Exercise requirements: Beginning at the top of the material, repeat each line exactly, and stop once the line with "protocol clients and" has been written.

Data for analysis:
________________________________________

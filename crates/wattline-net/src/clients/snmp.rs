//! ---
//! ems_section: "05-networking-external-interfaces"
//! ems_subsection: "module"
//! ems_type: "source"
//! ems_scope: "code"
//! ems_description: "Device protocol clients and the uniform read contract."
//! ems_version: "v0.0.0-prealpha"
//! ems_owner: "tbd"
//! ---
use std::collections::HashMap;
use std::net::{IpAddr, SocketAddr};
use std::time::Duration;

use async_trait::async_trait;
use csnmp::{ObjectIdentifier, ObjectValue, Snmp2cClient};
use tracing::{debug, warn};
use wattline_common::config::ProtocolConfig;
use wattline_schema::{Device, ProtocolKind};

use crate::clients::ProtocolClient;
use crate::ProtocolError;

/// sysDescr.0, readable on any conformant agent; used for reachability.
const SYS_DESCR_OID: &str = "1.3.6.1.2.1.1.1.0";

/// SNMPv2c client for meters reached through a protocol gateway.
///
/// The community string and agent port come from the device row's metadata
/// (`community`, `port`). The uniform contract exposes nullable numeric
/// values; [`SnmpProtocolClient::read_typed`] keeps the protocol-typed
/// values for callers that need them.
pub struct SnmpProtocolClient {
    timeout: Duration,
}

/// Generic value decoded from an SNMP variable binding.
#[derive(Debug, Clone, PartialEq)]
pub enum SnmpValue {
    /// Signed integer (Integer32).
    Integer(i64),
    /// Unsigned integer (Gauge32/Unsigned32, Counter32, Counter64).
    Unsigned(u64),
    /// Hundredths of a second since agent start.
    TimeTicks(u32),
    /// Octet string, decoded lossily as UTF-8.
    Text(String),
    /// Explicit null binding.
    Null,
}

impl SnmpValue {
    /// Numeric view used by the uniform read contract. Text parses as a
    /// number when the gateway publishes numerics as strings; anything else
    /// is absent.
    pub fn as_f64(&self) -> Option<f64> {
        match self {
            SnmpValue::Integer(value) => Some(*value as f64),
            SnmpValue::Unsigned(value) => Some(*value as f64),
            SnmpValue::TimeTicks(value) => Some(f64::from(*value)),
            SnmpValue::Text(text) => text.trim().parse::<f64>().ok(),
            SnmpValue::Null => None,
        }
    }

    /// Whether the binding carried any value at all.
    pub fn is_present(&self) -> bool {
        !matches!(self, SnmpValue::Null)
    }
}

impl From<ObjectValue> for SnmpValue {
    fn from(value: ObjectValue) -> Self {
        match value {
            ObjectValue::Integer(v) => SnmpValue::Integer(i64::from(v)),
            ObjectValue::Counter32(v) => SnmpValue::Unsigned(u64::from(v)),
            ObjectValue::Unsigned32(v) => SnmpValue::Unsigned(u64::from(v)),
            ObjectValue::Counter64(v) => SnmpValue::Unsigned(v),
            ObjectValue::TimeTicks(v) => SnmpValue::TimeTicks(v),
            ObjectValue::String(bytes) => {
                SnmpValue::Text(String::from_utf8_lossy(&bytes).into_owned())
            }
            other => SnmpValue::Text(format!("{other:?}")),
        }
    }
}

impl SnmpProtocolClient {
    /// Build a client with the configured per-request timeout.
    pub fn new(config: &ProtocolConfig) -> Self {
        Self {
            timeout: config.snmp_timeout(),
        }
    }

    fn target(&self, device: &Device) -> Result<SocketAddr, ProtocolError> {
        let ip: IpAddr = device
            .ip_address
            .parse()
            .map_err(|_| ProtocolError::InvalidTarget(device.ip_address.clone()))?;
        Ok(SocketAddr::new(ip, device.snmp_port()))
    }

    /// Read a batch of OIDs, keeping the protocol-typed values.
    ///
    /// A per-OID failure (bad OID syntax, missing binding) yields `None` for
    /// that OID. If every OID of a non-empty batch fails at the transport
    /// level the whole call fails, so a dead gateway is indistinguishable
    /// from a dead meter — which is exactly how the reader wants to count it.
    pub async fn read_typed(
        &self,
        device: &Device,
        addresses: &[String],
    ) -> Result<HashMap<String, Option<SnmpValue>>, ProtocolError> {
        if addresses.is_empty() {
            return Ok(HashMap::new());
        }
        let target = self.target(device)?;
        let community = device.snmp_community().into_bytes();
        let client = Snmp2cClient::new(target, community, None, Some(self.timeout))
            .await
            .map_err(|err| ProtocolError::Transport(err.to_string()))?;

        debug!(
            device_id = device.device_id,
            target = %target,
            count = addresses.len(),
            "reading snmp oids"
        );

        let mut values = HashMap::with_capacity(addresses.len());
        let mut fetched = 0usize;
        let mut transport_failures = 0usize;
        let mut first_error: Option<String> = None;
        for address in addresses {
            let oid: ObjectIdentifier = match address.parse() {
                Ok(oid) => oid,
                Err(_) => {
                    warn!(device_id = device.device_id, address = %address, "unparseable oid");
                    values.insert(address.clone(), None);
                    continue;
                }
            };
            match client.get(oid).await {
                Ok(binding) => {
                    fetched += 1;
                    let value = SnmpValue::from(binding);
                    debug!(device_id = device.device_id, oid = %address, value = ?value, "snmp oid read");
                    values.insert(address.clone(), Some(value));
                }
                Err(err) => {
                    transport_failures += 1;
                    if first_error.is_none() {
                        first_error = Some(err.to_string());
                    }
                    warn!(device_id = device.device_id, oid = %address, error = %err, "snmp get failed");
                    values.insert(address.clone(), None);
                }
            }
        }

        if fetched == 0 && transport_failures > 0 {
            return Err(ProtocolError::Transport(
                first_error.unwrap_or_else(|| "snmp get failed".to_owned()),
            ));
        }
        Ok(values)
    }
}

#[async_trait]
impl ProtocolClient for SnmpProtocolClient {
    async fn read(
        &self,
        device: &Device,
        addresses: &[String],
    ) -> Result<HashMap<String, Option<f64>>, ProtocolError> {
        let typed = self.read_typed(device, addresses).await?;
        Ok(typed
            .into_iter()
            .map(|(address, value)| (address, value.and_then(|v| v.as_f64())))
            .collect())
    }

    async fn test_connectivity(&self, device: &Device) -> bool {
        match self.read_typed(device, &[SYS_DESCR_OID.to_owned()]).await {
            Ok(values) => values
                .values()
                .any(|value| value.as_ref().is_some_and(|v| v.is_present())),
            Err(err) => {
                debug!(device_id = device.device_id, error = %err, "snmp connectivity test failed");
                false
            }
        }
    }

    fn request_timeout(&self) -> Duration {
        self.timeout
    }

    fn kind(&self) -> ProtocolKind {
        ProtocolKind::Snmp
    }
}

#[cfg(test)]
mod tests {
    use super::*;

    fn snmp_device(ip: &str, port: u16) -> Device {
        Device {
            device_id: 9,
            name: "m50-gateway".into(),
            ip_address: ip.into(),
            protocol: ProtocolKind::Snmp,
            enabled: true,
            poll_interval_ms: 5000,
            last_seen_utc: None,
            metadata: serde_json::json!({ "community": "public", "port": port }),
        }
    }

    fn quick_client() -> SnmpProtocolClient {
        SnmpProtocolClient::new(&ProtocolConfig {
            request_timeout_ms: 500,
            snmp_timeout_ms: 500,
            retry_attempts: 1,
            retry_backoff_base_ms: 10,
        })
    }

    #[test]
    fn numeric_conversions_cover_the_snmp_types() {
        assert_eq!(SnmpValue::Integer(-42).as_f64(), Some(-42.0));
        assert_eq!(SnmpValue::Unsigned(1234).as_f64(), Some(1234.0));
        assert_eq!(SnmpValue::TimeTicks(100).as_f64(), Some(100.0));
        assert_eq!(SnmpValue::Text("230.5".into()).as_f64(), Some(230.5));
        assert_eq!(SnmpValue::Text("Socomec M50".into()).as_f64(), None);
        assert_eq!(SnmpValue::Null.as_f64(), None);
    }

    #[test]
    fn presence_ignores_numeric_convertibility() {
        assert!(SnmpValue::Text("sysDescr text".into()).is_present());
        assert!(!SnmpValue::Null.is_present());
    }

    #[tokio::test]
    async fn connectivity_test_against_unreachable_host_is_false_not_an_error() {
        let client = quick_client();
        // Nothing listens here; the probe must come back false within the
        // configured timeout instead of propagating an error.
        let device = snmp_device("127.0.0.1", 59161);
        assert!(!client.test_connectivity(&device).await);
    }

    #[tokio::test]
    async fn invalid_target_address_fails_the_whole_read() {
        let client = quick_client();
        let device = snmp_device("not-an-ip", 161);
        let err = client
            .read(&device, &["1.3.6.1.2.1.1.1.0".to_owned()])
            .await
            .unwrap_err();
        assert!(matches!(err, ProtocolError::InvalidTarget(_)));
    }
}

________________________________________

Output below:
filename crates/wattline-net/src/clients/snmp.rs
//! ---
//! ems_section: "05-networking-external-interfaces"
//! ems_subsection: "module"
//! ems_type: "source"
//! ems_scope: "code"
//! ems_description: "Device protocol clients and the uniform read contract."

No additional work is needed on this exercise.